A terapeuta anuiu e seguiu Alfonso na direção do quarto. Quando os dois entraram, Anahí se mexeu. Alfonso deu um passo para a frente em um gesto automático, mas a terapeuta ergueu a mão para fazê-lo parar.
– Deixe-me conversar com ela – disse em tom de voz suave.

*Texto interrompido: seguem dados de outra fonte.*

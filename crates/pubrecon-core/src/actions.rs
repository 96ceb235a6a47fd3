//! Curated action file parser.
//!
//! One action per line: `Name - Title - Journal - ACTION`. The name is the
//! first field, the action the last and the journal the second to last;
//! everything in between is the title, so titles may contain ` - `.
//! Blank lines are ignored.

use std::fmt;
use std::path::Path;

use anyhow::{Context, Result};

use crate::model::{ActionEntry, ActionKind, ResidentActionSet, UnknownAction};

const SEPARATOR: &str = " - ";

/// Why a non-blank line was skipped.
#[derive(Debug, Clone, PartialEq, Eq)]
pub enum LineError {
    TooFewFields(usize),
    EmptyField(&'static str),
    UnknownAction(UnknownAction),
}

impl fmt::Display for LineError {
    fn fmt(&self, f: &mut fmt::Formatter<'_>) -> fmt::Result {
        match self {
            Self::TooFewFields(n) => write!(f, "expected 4 fields separated by ' - ', found {n}"),
            Self::EmptyField(field) => write!(f, "empty {field}"),
            Self::UnknownAction(e) => write!(f, "{e}"),
        }
    }
}

impl std::error::Error for LineError {}

/// Parse one line. Returns `Ok(None)` for blank lines.
pub fn parse_line(line: &str) -> Result<Option<ActionEntry>, LineError> {
    let line = line.trim();
    if line.is_empty() {
        return Ok(None);
    }

    let parts: Vec<&str> = line.split(SEPARATOR).collect();
    if parts.len() < 4 {
        return Err(LineError::TooFewFields(parts.len()));
    }

    let n = parts.len();
    let resident_name = parts[0].trim();
    let action = parts[n - 1]
        .parse::<ActionKind>()
        .map_err(LineError::UnknownAction)?;
    let journal = parts[n - 2].trim();
    let title = parts[1..n - 2].join(SEPARATOR);
    let title = title.trim();

    if resident_name.is_empty() {
        return Err(LineError::EmptyField("resident name"));
    }
    if title.is_empty() {
        return Err(LineError::EmptyField("title"));
    }
    if journal.is_empty() {
        return Err(LineError::EmptyField("journal"));
    }

    Ok(Some(ActionEntry {
        resident_name: resident_name.to_string(),
        action,
        title: title.to_string(),
        journal: journal.to_string(),
    }))
}

/// Result of parsing a whole action file.
#[derive(Debug, Default)]
pub struct ParsedActions {
    pub actions: ResidentActionSet,
    pub entries: usize,
    /// `(line number, reason)` for every skipped non-blank line.
    pub skipped: Vec<(usize, LineError)>,
}

/// Parse action file content. Malformed lines are collected, not fatal.
pub fn parse_actions(content: &str) -> ParsedActions {
    let mut parsed = ParsedActions::default();

    for (idx, line) in content.lines().enumerate() {
        match parse_line(line) {
            Ok(Some(entry)) => {
                parsed.entries += 1;
                parsed.actions.insert(entry);
            }
            Ok(None) => {}
            Err(LineError::UnknownAction(e)) => {
                // Resident still counts towards total_residents
                if let Some(name) = line.split(SEPARATOR).next().map(str::trim) {
                    if !name.is_empty() {
                        parsed.actions.ensure_resident(name);
                    }
                }
                parsed.skipped.push((idx + 1, LineError::UnknownAction(e)));
            }
            Err(e) => parsed.skipped.push((idx + 1, e)),
        }
    }

    parsed
}

/// Read and parse an action file, logging skipped lines.
pub fn load_actions(path: &Path) -> Result<ParsedActions> {
    let content = std::fs::read_to_string(path)
        .with_context(|| format!("Failed to read action file: {}", path.display()))?;
    let parsed = parse_actions(&content);

    for (line_no, reason) in &parsed.skipped {
        log::warn!("{}:{line_no}: skipped ({reason})", path.display());
    }
    log::info!(
        "Parsed {} actions for {} residents from {}",
        parsed.entries,
        parsed.actions.len(),
        path.display()
    );
    Ok(parsed)
}

#[cfg(test)]
mod tests {
    use super::*;

    #[test]
    fn parses_simple_line() {
        let entry = parse_line("Jane Doe - Study of X - JAMA - add")
            .unwrap()
            .unwrap();
        assert_eq!(entry.resident_name, "Jane Doe");
        assert_eq!(entry.title, "Study of X");
        assert_eq!(entry.journal, "JAMA");
        assert_eq!(entry.action, ActionKind::Add);
    }

    #[test]
    fn title_may_contain_separator() {
        let entry = parse_line("Jane Doe - Part one - a study - Ann Surg - KEEP")
            .unwrap()
            .unwrap();
        assert_eq!(entry.title, "Part one - a study");
        assert_eq!(entry.journal, "Ann Surg");
        assert_eq!(entry.action, ActionKind::Keep);
    }

    #[test]
    fn blank_line_is_ignored() {
        assert_eq!(parse_line("   "), Ok(None));
    }

    #[test]
    fn too_few_fields() {
        assert_eq!(
            parse_line("Jane Doe - Study - ADD"),
            Err(LineError::TooFewFields(3))
        );
    }

    #[test]
    fn empty_journal() {
        assert_eq!(
            parse_line("Jane Doe - Study of X -  - ADD"),
            Err(LineError::EmptyField("journal"))
        );
        assert_eq!(
            parse_line("Jane Doe - Study of X - \t - KEEP"),
            Err(LineError::EmptyField("journal"))
        );
    }

    #[test]
    fn unknown_action() {
        assert!(matches!(
            parse_line("Jane Doe - Study - JAMA - MAYBE"),
            Err(LineError::UnknownAction(_))
        ));
    }

    #[test]
    fn parse_file_collects_skips() {
        let content = "\
Jane Doe - Study of X - JAMA - ADD

Jane Doe - Study of Y - NEJM - delete
John Roe - Broken line
John Roe - Study of Z - Lancet - MAYBE
";
        let parsed = parse_actions(content);
        assert_eq!(parsed.entries, 2);
        assert_eq!(parsed.skipped.len(), 2);
        assert_eq!(parsed.skipped[0].0, 4);
        assert_eq!(parsed.skipped[1].0, 5);
        // John Roe is known but has no valid actions
        assert_eq!(parsed.actions.len(), 2);
        assert!(parsed.actions.get("John Roe").unwrap().is_empty());
        let jane = parsed.actions.get("Jane Doe").unwrap();
        assert_eq!(jane.get(ActionKind::Add).len(), 1);
        assert_eq!(jane.get(ActionKind::Delete).len(), 1);
    }

    #[test]
    fn load_from_file() {
        let dir = tempfile::tempdir().unwrap();
        let path = dir.path().join("actions.txt");
        std::fs::write(&path, "Jane Doe - Study of X - JAMA - KEEP\n").unwrap();
        let parsed = load_actions(&path).unwrap();
        assert_eq!(parsed.entries, 1);
        assert!(parsed.skipped.is_empty());
    }
}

Apesar do desejo de estar perto de Anahí, ele anuiu com um gesto breve diante do pedido da terapeuta e girou para se retirar. Porém, não foi muito longe. Saiu do quarto e se encostou à porta, deixando-a entreaberta para que pudesse ouvir o que estava sendo dito.
Seguiu-se um longo período de silêncio, antes de ele ouvir o murmurar de vozes. A princípio, era a terapeuta quem mais falava enquanto a tranquilizava. Após algum tempo, escutou a voz trêmula de Anahí e apurou os ouvidos para captar o que ela dizia.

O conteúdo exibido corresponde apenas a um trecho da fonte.